Re: [Corpora-List] dictionary definitions to glosses

From: Ken Litkowski (ken@clres.com)
Date: Tue Dec 09 2003 - 20:58:55 MET

  • Next message: Chin-Yew Lin: "[Corpora-List] Final CFP - MSQA-Eval 2004 to held with IJCNLP-04"

    Mike Maxwell wrote:

    > Has anyone seen any work on reducing dictionary-style definitions to
    > simple(r) glosses?
    >

    Even with the caveat noted in your followup message about working with
    bilingual lexicons, the very idea raises my hackles. Dictionary
    definitions should be well crafted, so that even we computationalists
    can be quite precise in exploiting their meanings. WordNet has
    frequently been criticized for its glosses (initially developed, justly
    so, only as reminders for its developers), and WN 2.0 has made
    substantial changes. As for bilingual lexicons, it surely has been the
    case that the paper format places severe space constraints on what can
    be included, so that they are frequently just as cryptic and difficult
    to use for "meaning-full" use; the electronic format may help in this
    regard, allowing for a fuller understanding. (Also, there are the
    learners' dictionaries, which show how important it can be to provide
    fuller understanding.)

    The hackles now having been lowered, perhaps the main issue is how you
    expect to use gisted definitions. It would seem that a more descriptive
    context would help define the task better to meet your needs.

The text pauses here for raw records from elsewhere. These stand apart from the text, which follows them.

//! Character encoding detection and transcoding
//!
//! Wraps `chardetng` and `encoding_rs` behind the pipeline's codec seam so
//! legacy translation memories (windows-1252, shift_jis, UTF-16 exports
//! re-saved as legacy bytes) decode transparently.

use chardetng::EncodingDetector;
use encoding_rs::{Encoding, UTF_8};
use tmxdedup_core::{Codec, EncodingTag, Error, Result};

/// Codec that sniffs the encoding once and transcodes chunk by chunk
#[derive(Debug, Clone, Copy, Default)]
pub struct EncodingCodec;

impl EncodingCodec {
    fn encoding_for(tag: &EncodingTag) -> Result<&'static Encoding> {
        Encoding::for_label(tag.name().as_bytes())
            .ok_or_else(|| Error::Decode(format!("unknown encoding label '{}'", tag.name())))
    }
}

impl Codec for EncodingCodec {
    fn detect(&self, sample: &[u8]) -> EncodingTag {
        // A UTF-8 BOM is authoritative; skip statistical detection
        if sample.starts_with(&[0xEF, 0xBB, 0xBF]) {
            return EncodingTag(UTF_8.name().to_lowercase());
        }

        let mut detector = EncodingDetector::new();
        detector.feed(sample, false);
        let encoding = detector.guess(None, true);
        EncodingTag(encoding.name().to_lowercase())
    }

    fn decode(&self, bytes: &[u8], tag: &EncodingTag) -> Result<String> {
        let encoding = Self::encoding_for(tag)?;
        let (text, _, had_errors) = encoding.decode(bytes);
        if had_errors {
            return Err(Error::Decode(format!(
                "malformed {} byte sequence",
                tag.name()
            )));
        }
        Ok(text.into_owned())
    }

    fn encode(&self, text: &str, tag: &EncodingTag) -> Result<Vec<u8>> {
        let encoding = Self::encoding_for(tag)?;
        let (bytes, _, had_unmappable) = encoding.encode(text);
        if had_unmappable {
            return Err(Error::Encode(format!(
                "text contains characters unmappable in {}",
                tag.name()
            )));
        }
        Ok(bytes.into_owned())
    }

    fn incomplete_suffix(&self, bytes: &[u8], tag: &EncodingTag) -> usize {
        let Ok(encoding) = Self::encoding_for(tag) else {
            return 0;
        };
        if encoding == UTF_8 {
            return tmxdedup_core::pipeline::utf8_incomplete_suffix(bytes);
        }

        // Multi-byte legacy encodings: probe whether trimming up to three
        // trailing bytes turns a malformed tail into a clean decode
        let (_, had_errors) = encoding.decode_without_bom_handling(bytes);
        if !had_errors {
            return 0;
        }
        for hold in 1..=3usize {
            if hold > bytes.len() {
                break;
            }
            // Trimming the whole buffer means every byte belongs to the
            // unfinished sequence; an empty remainder decodes cleanly
            if hold == bytes.len() {
                return hold;
            }
            let (_, had_errors) =
                encoding.decode_without_bom_handling(&bytes[..bytes.len() - hold]);
            if !had_errors {
                return hold;
            }
        }
        0
    }
}

#[cfg(test)]
mod tests {
    use super::*;

    fn tag(name: &str) -> EncodingTag {
        EncodingTag(name.to_string())
    }

    #[test]
    fn bom_forces_utf8() {
        let codec = EncodingCodec;
        let mut sample = vec![0xEF, 0xBB, 0xBF];
        sample.extend_from_slice("<tmx>".as_bytes());
        assert_eq!(codec.detect(&sample).name(), "utf-8");
    }

    #[test]
    fn ascii_detects_and_round_trips() {
        let codec = EncodingCodec;
        let bytes = b"<tmx version=\"1.4\">";
        let detected = codec.detect(bytes);
        let text = codec.decode(bytes, &detected).unwrap();
        assert_eq!(text, "<tmx version=\"1.4\">");
        assert_eq!(codec.encode(&text, &detected).unwrap(), bytes);
    }

    #[test]
    fn windows_1252_decodes() {
        let codec = EncodingCodec;
        // 0xE9 is é in windows-1252
        let bytes = [b'd', 0xE9, b'j', 0xE0];
        assert_eq!(
            codec.decode(&bytes, &tag("windows-1252")).unwrap(),
            "déjà"
        );
    }

    #[test]
    fn unknown_label_is_an_error() {
        let codec = EncodingCodec;
        assert!(codec.decode(b"x", &tag("no-such-encoding")).is_err());
    }

    #[test]
    fn utf8_split_sequence_is_held_back() {
        let codec = EncodingCodec;
        let mut bytes = "caf".as_bytes().to_vec();
        bytes.push(0xC3); // first byte of é
        assert_eq!(codec.incomplete_suffix(&bytes, &tag("utf-8")), 1);
    }

    #[test]
    fn shift_jis_split_sequence_is_held_back() {
        let codec = EncodingCodec;
        // こ is 0x82 0xB1 in shift_jis; cut after the lead byte
        let bytes = [b'a', 0x82];
        assert_eq!(codec.incomplete_suffix(&bytes, &tag("shift_jis")), 1);
    }

    #[test]
    fn whole_buffer_incomplete_sequence_is_held_back() {
        let codec = EncodingCodec;
        // The buffer is nothing but the start of a multi-byte character
        assert_eq!(codec.incomplete_suffix(&[0xC3], &tag("utf-8")), 1);
        assert_eq!(codec.incomplete_suffix(&[0x82], &tag("shift_jis")), 1);
    }

    #[test]
    fn single_byte_encoding_never_holds_back() {
        let codec = EncodingCodec;
        let bytes = [b'a', 0xE9];
        assert_eq!(codec.incomplete_suffix(&bytes, &tag("windows-1252")), 0);
    }

    #[test]
    fn unmappable_characters_fail_encoding() {
        let codec = EncodingCodec;
        assert!(codec.encode("日本語", &tag("windows-1252")).is_err());
        assert!(codec.encode("日本語", &tag("shift_jis")).is_ok());
    }
}
//! Pipeline orchestration
//!
//! Wires the scanner, grouping engine, resolver, writer and assembler into
//! one strictly sequential pipeline driven by an external chunk source and
//! codec. Analysis and rewrite are two streaming passes over the source, so
//! nothing larger than the configured ceilings is ever held in memory.

use std::collections::HashMap;
use std::io::{self, Cursor};
use std::sync::atomic::{AtomicBool, Ordering};
use std::sync::Arc;

use crate::assembler::OutputAssembler;
use crate::config::DedupConfig;
use crate::error::{Error, Result};
use crate::grouping::{GroupingEngine, GroupingOutput};
use crate::model::{Header, TranslationUnit, UnitStatus, UnitVerdict};
use crate::resolve::resolve;
use crate::scanner::Scanner;
use crate::writer::StreamingWriter;

/// Opaque name of a detected character encoding
#[derive(Debug, Clone, PartialEq, Eq)]
pub struct EncodingTag(pub String);

impl EncodingTag {
    /// The encoding's label
    pub fn name(&self) -> &str {
        &self.0
    }
}

/// Random-access byte source with a known total length
///
/// The pipeline reads sequentially ascending offsets, restarting from zero
/// for the rewrite pass.
pub trait ChunkSource {
    /// Total length in bytes
    fn len(&self) -> u64;

    /// Whether the source is empty
    fn is_empty(&self) -> bool {
        self.len() == 0
    }

    /// Read up to `len` bytes starting at `offset`
    fn read(&mut self, offset: u64, len: usize) -> io::Result<Vec<u8>>;
}

impl ChunkSource for Cursor<Vec<u8>> {
    fn len(&self) -> u64 {
        self.get_ref().len() as u64
    }

    fn read(&mut self, offset: u64, len: usize) -> io::Result<Vec<u8>> {
        let data = self.get_ref();
        let start = (offset as usize).min(data.len());
        let end = (start + len).min(data.len());
        Ok(data[start..end].to_vec())
    }
}

/// Black-box character codec
///
/// Detection runs once on a leading sample; the encoding is assumed constant
/// for the whole file.
pub trait Codec {
    /// Guess the encoding from a leading sample
    fn detect(&self, sample: &[u8]) -> EncodingTag;

    /// Decode one chunk of bytes to text
    fn decode(&self, bytes: &[u8], tag: &EncodingTag) -> Result<String>;

    /// Encode text back to bytes
    fn encode(&self, text: &str, tag: &EncodingTag) -> Result<Vec<u8>>;

    /// Length of a trailing byte sequence the chunk does not finish
    ///
    /// The pipeline holds these bytes back and prepends them to the next
    /// chunk so multi-byte characters survive chunk boundaries.
    fn incomplete_suffix(&self, _bytes: &[u8], _tag: &EncodingTag) -> usize {
        0
    }
}

/// Codec for input that is already UTF-8
#[derive(Debug, Clone, Copy, Default)]
pub struct Utf8Codec;

impl Codec for Utf8Codec {
    fn detect(&self, _sample: &[u8]) -> EncodingTag {
        EncodingTag("utf-8".into())
    }

    fn decode(&self, bytes: &[u8], _tag: &EncodingTag) -> Result<String> {
        String::from_utf8(bytes.to_vec()).map_err(|e| Error::Decode(e.to_string()))
    }

    fn encode(&self, text: &str, _tag: &EncodingTag) -> Result<Vec<u8>> {
        Ok(text.as_bytes().to_vec())
    }

    fn incomplete_suffix(&self, bytes: &[u8], _tag: &EncodingTag) -> usize {
        utf8_incomplete_suffix(bytes)
    }
}

/// Bytes at the end of `bytes` that start a UTF-8 sequence it doesn't finish
pub fn utf8_incomplete_suffix(bytes: &[u8]) -> usize {
    // A sequence is at most 4 bytes; look back that far for a leading byte
    let tail = bytes.len().saturating_sub(4);
    for i in (tail..bytes.len()).rev() {
        let b = bytes[i];
        let needed = if b & 0b1000_0000 == 0 {
            1
        } else if b & 0b1110_0000 == 0b1100_0000 {
            2
        } else if b & 0b1111_0000 == 0b1110_0000 {
            3
        } else if b & 0b1111_1000 == 0b1111_0000 {
            4
        } else {
            continue; // continuation byte
        };
        if i + needed > bytes.len() {
            return bytes.len() - i;
        }
        return 0;
    }
    0
}

/// Cooperative cancellation signal
///
/// Checked between chunk reads and between group resolutions; cancellation
/// aborts the pipeline and no output is produced.
#[derive(Debug, Clone, Default)]
pub struct CancelToken(Arc<AtomicBool>);

impl CancelToken {
    /// Create an unset token
    pub fn new() -> Self {
        Self::default()
    }

    /// Request cancellation
    pub fn cancel(&self) {
        self.0.store(true, Ordering::Relaxed);
    }

    /// Whether cancellation was requested
    pub fn is_cancelled(&self) -> bool {
        self.0.load(Ordering::Relaxed)
    }
}

/// Result of a full deduplication run
#[derive(Debug)]
pub struct DedupReport {
    /// Units written to the output
    pub kept: u64,
    /// Duplicate units removed
    pub deleted: u64,
    /// Spans rejected by the scanner
    pub skipped: u64,
    /// Units excluded from grouping because no key could be derived
    pub unkeyed: u64,
    /// Duplicate groups that required resolution
    pub groups: u64,
    /// Detected encoding label
    pub encoding: String,
    /// Encoded output blobs in byte order
    pub blobs: Vec<Vec<u8>>,
}

/// Result of an analysis-only run
#[derive(Debug)]
pub struct AnalysisReport {
    /// One entry per duplicate-group member, groups in key order
    pub verdicts: Vec<UnitVerdict>,
    /// Duplicate groups found
    pub groups: u64,
    /// Spans rejected by the scanner
    pub skipped: u64,
    /// Units excluded from grouping
    pub unkeyed: u64,
    /// Detected encoding label
    pub encoding: String,
}

struct Analysis {
    header: Header,
    version: Option<String>,
    tag: EncodingTag,
    source_lang: String,
    grouping: GroupingOutput,
    skipped: u64,
}

/// The deduplication pipeline
pub struct DedupPipeline {
    config: DedupConfig,
    cancel: CancelToken,
}

impl DedupPipeline {
    /// Create a pipeline from a validated configuration
    pub fn new(config: DedupConfig) -> Result<Self> {
        config.validate()?;
        Ok(Self {
            config,
            cancel: CancelToken::new(),
        })
    }

    /// Attach an externally held cancellation token
    pub fn with_cancel_token(mut self, cancel: CancelToken) -> Self {
        self.cancel = cancel;
        self
    }

    /// Analysis only: scan, group and resolve, producing verdicts
    pub fn analyze<S: ChunkSource, C: Codec>(
        &self,
        source: &mut S,
        codec: &C,
    ) -> Result<AnalysisReport> {
        let analysis = self.scan_and_group(source, codec)?;
        let group_count = analysis.grouping.groups.len() as u64;

        let mut keys: Vec<String> = analysis.grouping.groups.keys().cloned().collect();
        keys.sort();

        let mut verdicts = Vec::new();
        let mut groups = analysis.grouping.groups;
        for key in keys {
            if self.cancel.is_cancelled() {
                return Err(Error::Cancelled);
            }
            let members = groups.remove(&key).unwrap_or_default();
            for resolved in resolve(members, &self.config.priority_config) {
                verdicts.push(verdict(&resolved.unit, resolved.status, &analysis.source_lang));
            }
        }

        Ok(AnalysisReport {
            verdicts,
            groups: group_count,
            skipped: analysis.skipped,
            unkeyed: analysis.grouping.unkeyed,
            encoding: analysis.tag.0,
        })
    }

    /// Full run: analyze, then rewrite the file without the deleted units
    pub fn run<S: ChunkSource, C: Codec>(
        &self,
        source: &mut S,
        codec: &C,
    ) -> Result<DedupReport> {
        let analysis = self.scan_and_group(source, codec)?;
        let group_count = analysis.grouping.groups.len() as u64;
        let unkeyed = analysis.grouping.unkeyed;

        // Fingerprint counts of the members to drop; counts handle groups
        // whose members are byte-identical
        let mut delete_counts: HashMap<String, u32> = HashMap::new();
        for (_, members) in analysis.grouping.groups.iter() {
            if self.cancel.is_cancelled() {
                return Err(Error::Cancelled);
            }
            for resolved in resolve(members.clone(), &self.config.priority_config) {
                if resolved.status == UnitStatus::Delete {
                    *delete_counts.entry(resolved.unit.fingerprint()).or_insert(0) += 1;
                }
            }
        }

        // Rewrite pass: stream the file again, dropping delete-marked units
        let mut writer = StreamingWriter::new(self.config.writer_flush_threshold)
            .with_version(analysis.version.clone());
        writer.open(&analysis.header)?;
        let mut kept = 0u64;
        let mut deleted = 0u64;

        self.stream_units(source, codec, &analysis.tag, |_, unit| {
            match delete_counts.get_mut(&unit.fingerprint()) {
                Some(count) if *count > 0 => {
                    *count -= 1;
                    deleted += 1;
                    Ok(())
                }
                _ => {
                    kept += 1;
                    writer.write_unit(&unit)
                }
            }
        })?;

        let chunks = writer.close()?;
        let assembler = OutputAssembler::new(self.config.output_blob_cap);
        let mut blobs = Vec::new();
        for blob in assembler.assemble(chunks) {
            blobs.push(codec.encode(&blob, &analysis.tag)?);
        }

        Ok(DedupReport {
            kept,
            deleted,
            skipped: analysis.skipped,
            unkeyed,
            groups: group_count,
            encoding: analysis.tag.0,
            blobs,
        })
    }

    /// First pass: detect the encoding, scan every unit into the grouping
    /// engine, keep the header
    fn scan_and_group<S: ChunkSource, C: Codec>(
        &self,
        source: &mut S,
        codec: &C,
    ) -> Result<Analysis> {
        let total = source.len();
        let sample_len = (self.config.detect_sample_size as u64).min(total) as usize;
        let sample = source.read(0, sample_len)?;
        let tag = codec.detect(&sample);

        let mut engine: Option<GroupingEngine> = None;
        let mut source_lang: Option<String> = None;
        let config = &self.config;

        let (header, version, skipped) = self.stream_units(source, codec, &tag, |header, unit| {
            let engine = match engine.as_mut() {
                Some(engine) => engine,
                None => {
                    // The header has always parsed by the time a unit
                    // completes, so srclang is available here
                    let lang = config
                        .source_lang
                        .clone()
                        .or_else(|| header.source_lang().map(str::to_string))
                        .ok_or_else(|| {
                            Error::InvalidConfig(
                                "no source language configured and header has no srclang".into(),
                            )
                        })?;
                    source_lang = Some(lang.clone());
                    engine.insert(GroupingEngine::new(config, &lang))
                }
            };
            engine.push(unit);
            Ok(())
        })?;

        let grouping = engine.map(GroupingEngine::finish).unwrap_or_default();

        let lang = source_lang.unwrap_or_else(|| {
            config
                .source_lang
                .clone()
                .or_else(|| header.source_lang().map(str::to_string))
                .unwrap_or_default()
        });

        Ok(Analysis {
            header,
            version,
            tag,
            source_lang: lang,
            grouping,
            skipped,
        })
    }

    /// Drive one streaming pass over the source, invoking `on_unit` for
    /// every valid unit in file order
    fn stream_units<S, C, F>(
        &self,
        source: &mut S,
        codec: &C,
        tag: &EncodingTag,
        mut on_unit: F,
    ) -> Result<(Header, Option<String>, u64)>
    where
        S: ChunkSource,
        C: Codec,
        F: FnMut(&Header, TranslationUnit) -> Result<()>,
    {
        let total = source.len();
        let mut scanner = Scanner::new();
        let mut offset = 0u64;
        let mut carry: Vec<u8> = Vec::new();

        while offset < total {
            if self.cancel.is_cancelled() {
                return Err(Error::Cancelled);
            }

            let want = (self.config.read_chunk_size as u64).min(total - offset) as usize;
            let chunk = source.read(offset, want)?;
            if chunk.is_empty() {
                break;
            }
            offset += chunk.len() as u64;

            let mut bytes = std::mem::take(&mut carry);
            bytes.extend_from_slice(&chunk);
            if offset < total {
                // The whole buffer may be one unfinished sequence (tiny
                // chunk sizes); carrying everything leaves a harmless
                // empty decode
                let hold = codec.incomplete_suffix(&bytes, tag).min(bytes.len());
                if hold > 0 {
                    carry = bytes.split_off(bytes.len() - hold);
                }
            }

            let text = codec.decode(&bytes, tag)?;
            for unit in scanner.feed(&text) {
                match scanner.header() {
                    Some(header) => on_unit(header, unit)?,
                    None => return Err(Error::MissingHeader),
                }
            }
        }

        let output = scanner.finalize()?;
        for unit in output.units {
            on_unit(&output.header, unit)?;
        }
        Ok((output.header, output.version, output.skipped))
    }
}

fn verdict(unit: &TranslationUnit, status: UnitStatus, source_lang: &str) -> UnitVerdict {
    let (source_text, target_text) = match unit.variant_for(source_lang) {
        Some(src) => (
            src.text.clone(),
            unit.variant_not_for(source_lang)
                .map(|v| v.text.clone())
                .unwrap_or_default(),
        ),
        None => (
            unit.variants()[0].text.clone(),
            unit.variants()[1].text.clone(),
        ),
    };
    UnitVerdict {
        source_text,
        target_text,
        creation_id: unit.attrs.creation_id.clone(),
        change_id: unit.attrs.change_id.clone(),
        creation_date: unit.attrs.creation_date.clone(),
        change_date: unit.attrs.change_date.clone(),
        status,
    }
}
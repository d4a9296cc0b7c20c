//! Deterministic survivor selection for duplicate groups
//!
//! Orders a group's members with a multi-key comparator and keeps exactly
//! the first. The sort is stable, so fully tied members fall back to file
//! order rather than arbitrary reordering.

use std::cmp::Ordering;

use crate::config::PriorityConfig;
use crate::model::{ResolvedUnit, TranslationUnit, UnitStatus};

/// Tag every group member `Keep` or `Delete`
///
/// Returns members in their original file order with exactly one `Keep`
/// (the comparator's winner). An empty input yields an empty output.
pub fn resolve(members: Vec<TranslationUnit>, config: &PriorityConfig) -> Vec<ResolvedUnit> {
    let mut order: Vec<usize> = (0..members.len()).collect();
    // Vec::sort_by is a stable sort; equal members keep their file order
    order.sort_by(|&i, &j| compare_units(&members[i], &members[j], config));
    let winner = order.first().copied();

    members
        .into_iter()
        .enumerate()
        .map(|(i, unit)| ResolvedUnit {
            unit,
            status: if Some(i) == winner {
                UnitStatus::Keep
            } else {
                UnitStatus::Delete
            },
        })
        .collect()
}

/// Priority comparator between two candidates
///
/// Negative means `a` survives over `b`. Comparison blocks in order:
/// dates (when `date_first`), creation-id list, change-id list, dates
/// (when not `date_first`). Dates are ISO-8601 strings, so lexicographic
/// descending order is reverse-chronological.
pub fn compare_units(
    a: &TranslationUnit,
    b: &TranslationUnit,
    config: &PriorityConfig,
) -> Ordering {
    if config.date_first {
        let ord = compare_dates(a, b, config);
        if ord != Ordering::Equal {
            return ord;
        }
    }

    let ord = rank_in_list(
        &config.creation_ids,
        &a.attrs.creation_id,
        &b.attrs.creation_id,
    );
    if ord != Ordering::Equal {
        return ord;
    }

    let ord = rank_in_list(&config.change_ids, &a.attrs.change_id, &b.attrs.change_id);
    if ord != Ordering::Equal {
        return ord;
    }

    if !config.date_first {
        return compare_dates(a, b, config);
    }
    Ordering::Equal
}

/// A unit whose id is absent from the list sorts after any unit whose id is
/// present; among present ids, lower list index wins
fn rank_in_list(list: &[String], a_id: &str, b_id: &str) -> Ordering {
    let a_pos = list.iter().position(|id| id == a_id);
    let b_pos = list.iter().position(|id| id == b_id);
    match (a_pos, b_pos) {
        (Some(a), Some(b)) => a.cmp(&b),
        (Some(_), None) => Ordering::Less,
        (None, Some(_)) => Ordering::Greater,
        (None, None) => Ordering::Equal,
    }
}

fn compare_dates(a: &TranslationUnit, b: &TranslationUnit, config: &PriorityConfig) -> Ordering {
    if config.prefer_latest_change_date {
        let ord = b.attrs.change_date.cmp(&a.attrs.change_date);
        if ord != Ordering::Equal {
            return ord;
        }
    }
    if config.prefer_latest_creation_date {
        let ord = b.attrs.creation_date.cmp(&a.attrs.creation_date);
        if ord != Ordering::Equal {
            return ord;
        }
    }
    Ordering::Equal
}

#[cfg(test)]
mod tests {
    use super::*;
    use crate::model::{UnitAttrs, Variant};

    fn unit(attrs: UnitAttrs) -> TranslationUnit {
        TranslationUnit::new(
            vec![
                Variant {
                    lang: "en".into(),
                    text: "Hello".into(),
                },
                Variant {
                    lang: "fr".into(),
                    text: "Bonjour".into(),
                },
            ],
            attrs,
        )
        .unwrap()
    }

    fn with_creation_id(id: &str) -> TranslationUnit {
        unit(UnitAttrs {
            creation_id: id.into(),
            ..UnitAttrs::default()
        })
    }

    fn kept_index(resolved: &[ResolvedUnit]) -> usize {
        let kept: Vec<usize> = resolved
            .iter()
            .enumerate()
            .filter(|(_, r)| r.status == UnitStatus::Keep)
            .map(|(i, _)| i)
            .collect();
        assert_eq!(kept.len(), 1, "exactly one keep expected");
        kept[0]
    }

    #[test]
    fn privileged_creation_id_wins() {
        // Three units sharing text; only "id2" is privileged
        let members = vec![
            with_creation_id("id1"),
            with_creation_id("id2"),
            with_creation_id("id3"),
        ];
        let config = PriorityConfig {
            creation_ids: vec!["id2".into()],
            ..PriorityConfig::default()
        };

        let resolved = resolve(members, &config);
        assert_eq!(kept_index(&resolved), 1);
        assert_eq!(resolved[1].unit.attrs.creation_id, "id2");
    }

    #[test]
    fn earlier_list_index_beats_later() {
        let members = vec![with_creation_id("low"), with_creation_id("high")];
        let config = PriorityConfig {
            creation_ids: vec!["high".into(), "low".into()],
            ..PriorityConfig::default()
        };
        assert_eq!(kept_index(&resolve(members, &config)), 1);
    }

    #[test]
    fn absent_id_sorts_after_present() {
        let members = vec![with_creation_id("unlisted"), with_creation_id("listed")];
        let config = PriorityConfig {
            creation_ids: vec!["listed".into()],
            ..PriorityConfig::default()
        };
        assert_eq!(kept_index(&resolve(members, &config)), 1);
    }

    #[test]
    fn latest_change_date_wins_when_ids_tie() {
        let old = unit(UnitAttrs {
            change_date: "20230101T000000Z".into(),
            ..UnitAttrs::default()
        });
        let new = unit(UnitAttrs {
            change_date: "20240101T000000Z".into(),
            ..UnitAttrs::default()
        });
        let resolved = resolve(vec![old, new], &PriorityConfig::default());
        assert_eq!(kept_index(&resolved), 1);
    }

    #[test]
    fn date_first_flag_reorders_precedence() {
        // "late" has the newer date, "listed" the privileged id
        let late = unit(UnitAttrs {
            creation_id: "other".into(),
            change_date: "20240601T000000Z".into(),
            ..UnitAttrs::default()
        });
        let listed = unit(UnitAttrs {
            creation_id: "listed".into(),
            change_date: "20230101T000000Z".into(),
            ..UnitAttrs::default()
        });

        let ids_first = PriorityConfig {
            creation_ids: vec!["listed".into()],
            ..PriorityConfig::default()
        };
        let dates_first = PriorityConfig {
            date_first: true,
            ..ids_first.clone()
        };

        let resolved = resolve(vec![late.clone(), listed.clone()], &ids_first);
        assert_eq!(resolved[kept_index(&resolved)].unit.attrs.creation_id, "listed");

        let resolved = resolve(vec![late, listed], &dates_first);
        assert_eq!(resolved[kept_index(&resolved)].unit.attrs.creation_id, "other");
    }

    #[test]
    fn empty_date_loses_to_any_date() {
        let dated = unit(UnitAttrs {
            change_date: "20240101T000000Z".into(),
            ..UnitAttrs::default()
        });
        let undated = unit(UnitAttrs::default());
        let resolved = resolve(vec![undated, dated], &PriorityConfig::default());
        assert_eq!(kept_index(&resolved), 1);
    }

    #[test]
    fn full_tie_preserves_file_order() {
        let members = vec![with_creation_id("same"), with_creation_id("same")];
        let resolved = resolve(members, &PriorityConfig::default());
        assert_eq!(kept_index(&resolved), 0);
    }

    #[test]
    fn resolution_is_deterministic() {
        let members = vec![
            with_creation_id("a"),
            unit(UnitAttrs {
                change_date: "20240301T000000Z".into(),
                ..UnitAttrs::default()
            }),
            with_creation_id("b"),
        ];
        let config = PriorityConfig {
            creation_ids: vec!["b".into()],
            ..PriorityConfig::default()
        };

        let first = resolve(members.clone(), &config);
        for _ in 0..5 {
            assert_eq!(resolve(members.clone(), &config), first);
        }
    }

    #[test]
    fn date_disabled_flags_skip_comparison() {
        let newer = unit(UnitAttrs {
            change_date: "20240101T000000Z".into(),
            ..UnitAttrs::default()
        });
        let older = unit(UnitAttrs {
            change_date: "20230101T000000Z".into(),
            ..UnitAttrs::default()
        });
        let config = PriorityConfig {
            prefer_latest_change_date: false,
            prefer_latest_creation_date: false,
            ..PriorityConfig::default()
        };
        // With both date preferences off the older unit wins on file order
        let resolved = resolve(vec![older, newer], &config);
        assert_eq!(kept_index(&resolved), 0);
    }
}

    > For example, the definition
    >
    > act or process of shrinking, esp in wood; shrinkage.
    >
    > might reduce to 'shrinkage', and
    >
    > bother; disturbance or interruption.
    >
    > might similarly reduce to any one of the three content words. In some
    > cases, more than one word might be output:
    >
    > to carry a canoe
    >
    > should probably reduce to 'carry canoe', not just 'carry' or 'canoe'.
    >

    What are the words being defined here? Those words themselves are the
    "gist" of the definitions, probably better than any other choices you
    might make. So, again, what are you trying to accomplish.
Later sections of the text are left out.